Love, The Most Beautiful Addiction

A tear on my cheek, formed out of happiness,

polarizes that which is weak.

Strength at its core, not any less.

I’ve felt pressure to fulfill my purpose ever since I’ve been blessed. 

Lost focus, but I suppose love can’t rest either.

It is the one law I accept and believe in.

Not one flaw, pleasure, acceptance and hallucinogetic perceiving.

I love drugs, but there’s no drug like love.

I’m stuck in addiction, though this one isn’t as rough.

It makes my heart race, my vision blurry.

I wanna trace your face with my fingertips, slowly, no hurry.

I wanna bury myself in your heart and soul.

I dwell and lose a part of me in your whole.

I’m a black dot and you are yin,

can I get a spot inside of you so we can continue living like this?

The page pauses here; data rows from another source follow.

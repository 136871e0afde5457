use std::fmt;
use std::str::FromStr;

use chrono::{DateTime, Utc};
use serde::{Deserialize, Serialize};
use uuid::Uuid;

use super::UnknownVariant;

/// What kind of item a booking's `reference_id` points at.
#[derive(Debug, Clone, Copy, Serialize, Deserialize, PartialEq, Eq, Hash)]
#[serde(rename_all = "lowercase")]
pub enum BookingType {
    Hotel,
    Flight,
    Activity,
}

impl BookingType {
    pub fn as_str(&self) -> &'static str {
        match self {
            BookingType::Hotel => "hotel",
            BookingType::Flight => "flight",
            BookingType::Activity => "activity",
        }
    }
}

impl fmt::Display for BookingType {
    fn fmt(&self, f: &mut fmt::Formatter<'_>) -> fmt::Result {
        f.write_str(self.as_str())
    }
}

impl FromStr for BookingType {
    type Err = UnknownVariant;

    fn from_str(s: &str) -> Result<Self, Self::Err> {
        match s {
            "hotel" => Ok(BookingType::Hotel),
            "flight" => Ok(BookingType::Flight),
            "activity" => Ok(BookingType::Activity),
            other => Err(UnknownVariant::new("booking type", other)),
        }
    }
}

#[derive(Debug, Clone, Copy, Serialize, Deserialize, PartialEq, Eq, Hash)]
#[serde(rename_all = "lowercase")]
pub enum BookingStatus {
    Pending,
    Confirmed,
    Cancelled,
}

impl BookingStatus {
    pub fn as_str(&self) -> &'static str {
        match self {
            BookingStatus::Pending => "pending",
            BookingStatus::Confirmed => "confirmed",
            BookingStatus::Cancelled => "cancelled",
        }
    }
}

impl fmt::Display for BookingStatus {
    fn fmt(&self, f: &mut fmt::Formatter<'_>) -> fmt::Result {
        f.write_str(self.as_str())
    }
}

impl FromStr for BookingStatus {
    type Err = UnknownVariant;

    fn from_str(s: &str) -> Result<Self, Self::Err> {
        match s {
            "pending" => Ok(BookingStatus::Pending),
            "confirmed" => Ok(BookingStatus::Confirmed),
            "cancelled" => Ok(BookingStatus::Cancelled),
            other => Err(UnknownVariant::new("booking status", other)),
        }
    }
}

/// The item a booking points at, resolved from its `(type, reference_id)` pair.
///
/// The store keeps no foreign key for this link, so the planning service
/// checks existence by dispatching on the variant.
#[derive(Debug, Clone, Copy, PartialEq, Eq)]
pub enum BookingTarget {
    Hotel(Uuid),
    Flight(Uuid),
    Activity(Uuid),
}

impl BookingTarget {
    pub fn new(kind: BookingType, reference_id: Uuid) -> Self {
        match kind {
            BookingType::Hotel => BookingTarget::Hotel(reference_id),
            BookingType::Flight => BookingTarget::Flight(reference_id),
            BookingType::Activity => BookingTarget::Activity(reference_id),
        }
    }

    pub fn kind(&self) -> BookingType {
        match self {
            BookingTarget::Hotel(_) => BookingType::Hotel,
            BookingTarget::Flight(_) => BookingType::Flight,
            BookingTarget::Activity(_) => BookingType::Activity,
        }
    }

    pub fn reference_id(&self) -> Uuid {
        match self {
            BookingTarget::Hotel(id) | BookingTarget::Flight(id) | BookingTarget::Activity(id) => *id,
        }
    }
}

/// Links a trip to a hotel, flight or activity.
#[derive(Debug, Clone, Serialize, Deserialize, PartialEq)]
pub struct Booking {
    pub id: Uuid,
    pub trip_id: Uuid,
    #[serde(rename = "type")]
    pub booking_type: BookingType,
    pub reference_id: Uuid,
    pub status: BookingStatus,
    pub total_price: f64,
    pub created_at: DateTime<Utc>,
    pub updated_at: DateTime<Utc>,
}

impl Booking {
    pub fn target(&self) -> BookingTarget {
        BookingTarget::new(self.booking_type, self.reference_id)
    }
}

/// Payload for `POST /trips/{id}/bookings`.
#[derive(Debug, Clone, Serialize, Deserialize)]
pub struct CreateBookingRequest {
    /// Kept as text so an unknown type is reported by the service after the
    /// trip lookup rather than failing body decoding.
    #[serde(rename = "type")]
    pub booking_type: String,
    pub reference_id: Uuid,
    pub total_price: f64,
}

impl CreateBookingRequest {
    pub fn target(&self) -> Result<BookingTarget, UnknownVariant> {
        let kind = self.booking_type.parse()?;
        Ok(BookingTarget::new(kind, self.reference_id))
    }
}

#[derive(Debug, Clone)]
pub struct NewBooking {
    pub trip_id: Uuid,
    pub target: BookingTarget,
    pub status: BookingStatus,
    pub total_price: f64,
}

#[cfg(test)]
mod tests {
    use super::*;

    #[test]
    fn test_booking_request_deserialization() {
        let reference_id = Uuid::new_v4();
        let json = format!(
            r#"{{"type": "hotel", "reference_id": "{}", "total_price": 250.0}}"#,
            reference_id
        );
        let req: CreateBookingRequest = serde_json::from_str(&json).expect("Failed to deserialize");
        assert_eq!(req.target().unwrap(), BookingTarget::Hotel(reference_id));
        assert_eq!(req.total_price, 250.0);
    }

    #[test]
    fn test_unknown_booking_type_decodes_but_has_no_target() {
        let json = format!(
            r#"{{"type": "cruise", "reference_id": "{}", "total_price": 10.0}}"#,
            Uuid::new_v4()
        );
        let req: CreateBookingRequest = serde_json::from_str(&json).unwrap();
        let err = req.target().unwrap_err();
        assert_eq!(err.value, "cruise");
        assert!("cruise".parse::<BookingType>().is_err());
    }

    #[test]
    fn test_target_exposes_kind_and_reference() {
        let id = Uuid::new_v4();
        let target = BookingTarget::new(BookingType::Activity, id);
        assert_eq!(target.kind(), BookingType::Activity);
        assert_eq!(target.reference_id(), id);
    }
}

I got three, but only need one wish.

A perfect balance, these souls dissolve.

Both remain intact, without challenge.

An effortless fall in becoming something beautiful beyond my own walls.

I’d sacrifice a chance to magnify my glance.

But with every step forward you create more space behind you.

And if I had stayed there, I’d still be stuck.

Opened doors in order to find you.

Here you sit, I trust my wit and decided to have a go at it.

Memories followed,

time passes as we created a past to happily look back on.

Foundation for a future to look and move forward to.